- What to work on
What is the number of lines in this listing that include the string "hypot"? Answer with that number by itself.

- Provided data
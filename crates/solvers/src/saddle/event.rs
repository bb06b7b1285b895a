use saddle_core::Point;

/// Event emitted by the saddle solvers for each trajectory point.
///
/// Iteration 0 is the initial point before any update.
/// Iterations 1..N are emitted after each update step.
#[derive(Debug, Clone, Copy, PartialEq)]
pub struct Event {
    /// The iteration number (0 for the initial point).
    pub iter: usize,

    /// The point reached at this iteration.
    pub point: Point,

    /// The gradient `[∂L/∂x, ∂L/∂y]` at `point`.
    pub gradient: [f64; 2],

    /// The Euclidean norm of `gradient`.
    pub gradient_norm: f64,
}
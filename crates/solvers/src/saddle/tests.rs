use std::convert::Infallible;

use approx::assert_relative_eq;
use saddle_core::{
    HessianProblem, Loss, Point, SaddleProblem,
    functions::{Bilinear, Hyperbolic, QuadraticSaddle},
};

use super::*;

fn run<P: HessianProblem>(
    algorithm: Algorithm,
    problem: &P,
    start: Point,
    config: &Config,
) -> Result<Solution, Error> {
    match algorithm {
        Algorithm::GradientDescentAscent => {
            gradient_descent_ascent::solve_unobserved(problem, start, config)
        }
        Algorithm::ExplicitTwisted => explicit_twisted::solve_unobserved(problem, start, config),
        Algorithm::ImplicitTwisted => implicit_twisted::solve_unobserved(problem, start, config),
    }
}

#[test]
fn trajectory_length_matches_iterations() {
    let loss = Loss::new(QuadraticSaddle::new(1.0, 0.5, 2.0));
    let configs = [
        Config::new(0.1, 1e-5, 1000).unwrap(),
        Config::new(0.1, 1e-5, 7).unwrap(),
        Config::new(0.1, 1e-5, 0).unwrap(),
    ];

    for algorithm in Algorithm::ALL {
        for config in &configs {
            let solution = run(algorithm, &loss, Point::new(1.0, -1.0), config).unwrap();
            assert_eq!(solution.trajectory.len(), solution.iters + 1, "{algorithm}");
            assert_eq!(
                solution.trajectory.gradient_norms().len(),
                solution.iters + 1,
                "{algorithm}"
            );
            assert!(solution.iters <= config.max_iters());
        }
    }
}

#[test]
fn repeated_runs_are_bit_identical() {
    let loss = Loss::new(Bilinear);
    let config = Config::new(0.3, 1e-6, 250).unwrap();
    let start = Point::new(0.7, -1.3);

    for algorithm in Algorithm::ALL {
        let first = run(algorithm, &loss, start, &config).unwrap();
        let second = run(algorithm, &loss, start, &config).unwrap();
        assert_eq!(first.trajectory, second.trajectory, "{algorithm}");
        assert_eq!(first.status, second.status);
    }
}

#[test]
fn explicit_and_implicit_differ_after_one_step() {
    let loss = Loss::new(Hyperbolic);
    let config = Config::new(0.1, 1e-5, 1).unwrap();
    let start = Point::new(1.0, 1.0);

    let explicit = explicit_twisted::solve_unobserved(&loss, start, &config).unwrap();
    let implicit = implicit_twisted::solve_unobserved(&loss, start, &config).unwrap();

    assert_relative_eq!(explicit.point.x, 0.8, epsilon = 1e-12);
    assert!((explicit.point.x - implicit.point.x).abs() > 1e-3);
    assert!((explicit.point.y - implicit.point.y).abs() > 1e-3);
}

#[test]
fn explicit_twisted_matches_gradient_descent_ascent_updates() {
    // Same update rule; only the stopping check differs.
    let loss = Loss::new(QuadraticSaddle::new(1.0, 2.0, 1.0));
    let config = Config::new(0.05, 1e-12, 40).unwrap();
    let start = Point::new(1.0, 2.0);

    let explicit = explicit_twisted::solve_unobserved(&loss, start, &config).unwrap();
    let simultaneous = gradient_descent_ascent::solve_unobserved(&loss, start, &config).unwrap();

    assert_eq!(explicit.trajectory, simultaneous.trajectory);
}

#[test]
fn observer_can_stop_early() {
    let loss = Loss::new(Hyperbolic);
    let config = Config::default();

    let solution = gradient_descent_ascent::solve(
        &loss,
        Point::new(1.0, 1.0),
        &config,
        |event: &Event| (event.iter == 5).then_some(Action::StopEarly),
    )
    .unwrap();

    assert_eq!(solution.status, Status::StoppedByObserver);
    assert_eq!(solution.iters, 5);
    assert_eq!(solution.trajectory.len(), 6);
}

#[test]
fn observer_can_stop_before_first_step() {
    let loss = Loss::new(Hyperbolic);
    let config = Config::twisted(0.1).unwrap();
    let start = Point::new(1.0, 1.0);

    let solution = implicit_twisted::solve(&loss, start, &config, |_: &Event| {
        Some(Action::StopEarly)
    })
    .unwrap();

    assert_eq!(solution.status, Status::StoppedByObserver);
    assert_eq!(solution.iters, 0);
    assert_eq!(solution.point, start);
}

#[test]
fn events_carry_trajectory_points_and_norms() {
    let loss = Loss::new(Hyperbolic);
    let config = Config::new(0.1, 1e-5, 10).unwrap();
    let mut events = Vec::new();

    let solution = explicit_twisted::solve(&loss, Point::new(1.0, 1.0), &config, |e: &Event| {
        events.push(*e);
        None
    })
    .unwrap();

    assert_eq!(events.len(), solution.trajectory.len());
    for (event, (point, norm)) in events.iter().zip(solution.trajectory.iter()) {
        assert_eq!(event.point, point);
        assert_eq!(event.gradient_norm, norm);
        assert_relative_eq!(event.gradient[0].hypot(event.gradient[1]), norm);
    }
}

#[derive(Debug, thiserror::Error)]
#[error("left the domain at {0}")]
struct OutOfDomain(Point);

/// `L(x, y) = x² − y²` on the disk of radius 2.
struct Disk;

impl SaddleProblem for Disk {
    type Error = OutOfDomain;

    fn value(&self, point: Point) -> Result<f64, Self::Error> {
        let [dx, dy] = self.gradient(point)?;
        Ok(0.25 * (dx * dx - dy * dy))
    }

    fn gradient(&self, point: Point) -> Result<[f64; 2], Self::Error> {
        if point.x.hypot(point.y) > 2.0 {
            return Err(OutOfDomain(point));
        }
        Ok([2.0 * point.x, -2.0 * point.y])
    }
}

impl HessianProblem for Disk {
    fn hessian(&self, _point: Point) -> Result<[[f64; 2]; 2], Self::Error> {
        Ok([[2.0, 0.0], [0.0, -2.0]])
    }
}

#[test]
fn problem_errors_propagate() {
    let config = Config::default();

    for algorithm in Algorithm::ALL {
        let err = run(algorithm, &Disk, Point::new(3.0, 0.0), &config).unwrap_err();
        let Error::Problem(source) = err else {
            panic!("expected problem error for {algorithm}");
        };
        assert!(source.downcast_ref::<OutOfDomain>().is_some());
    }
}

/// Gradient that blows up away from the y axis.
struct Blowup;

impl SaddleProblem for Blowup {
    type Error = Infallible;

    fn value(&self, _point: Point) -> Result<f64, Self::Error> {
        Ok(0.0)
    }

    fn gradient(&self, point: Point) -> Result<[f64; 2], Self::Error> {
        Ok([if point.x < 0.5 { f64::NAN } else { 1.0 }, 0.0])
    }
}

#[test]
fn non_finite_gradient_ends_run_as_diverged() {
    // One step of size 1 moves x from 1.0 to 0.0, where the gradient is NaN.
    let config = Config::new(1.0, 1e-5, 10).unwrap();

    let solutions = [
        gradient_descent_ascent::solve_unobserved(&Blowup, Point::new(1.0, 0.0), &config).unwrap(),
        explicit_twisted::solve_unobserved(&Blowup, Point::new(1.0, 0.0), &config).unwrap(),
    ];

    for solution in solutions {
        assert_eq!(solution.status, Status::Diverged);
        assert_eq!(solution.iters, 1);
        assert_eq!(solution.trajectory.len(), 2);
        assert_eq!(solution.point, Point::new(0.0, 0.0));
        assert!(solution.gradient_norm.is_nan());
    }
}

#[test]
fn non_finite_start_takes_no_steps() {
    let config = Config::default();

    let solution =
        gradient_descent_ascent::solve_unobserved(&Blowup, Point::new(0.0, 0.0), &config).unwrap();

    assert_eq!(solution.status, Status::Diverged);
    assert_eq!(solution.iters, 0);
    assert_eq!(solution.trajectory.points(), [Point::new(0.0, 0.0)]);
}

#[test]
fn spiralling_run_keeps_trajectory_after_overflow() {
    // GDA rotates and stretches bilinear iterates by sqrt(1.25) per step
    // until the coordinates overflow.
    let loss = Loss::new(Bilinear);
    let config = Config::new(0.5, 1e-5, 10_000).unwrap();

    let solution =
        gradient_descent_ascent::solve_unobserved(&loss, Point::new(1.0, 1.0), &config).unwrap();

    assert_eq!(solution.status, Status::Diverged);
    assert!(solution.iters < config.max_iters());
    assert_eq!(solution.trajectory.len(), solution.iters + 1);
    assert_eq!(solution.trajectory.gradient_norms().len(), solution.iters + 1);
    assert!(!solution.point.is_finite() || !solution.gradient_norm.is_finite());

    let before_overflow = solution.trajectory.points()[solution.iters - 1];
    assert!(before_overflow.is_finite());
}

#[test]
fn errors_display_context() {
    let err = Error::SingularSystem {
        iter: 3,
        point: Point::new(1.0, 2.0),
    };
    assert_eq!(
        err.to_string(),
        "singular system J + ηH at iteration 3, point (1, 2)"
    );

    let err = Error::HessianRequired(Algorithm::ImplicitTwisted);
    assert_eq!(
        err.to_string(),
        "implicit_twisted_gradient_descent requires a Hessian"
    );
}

- Answer for the task
2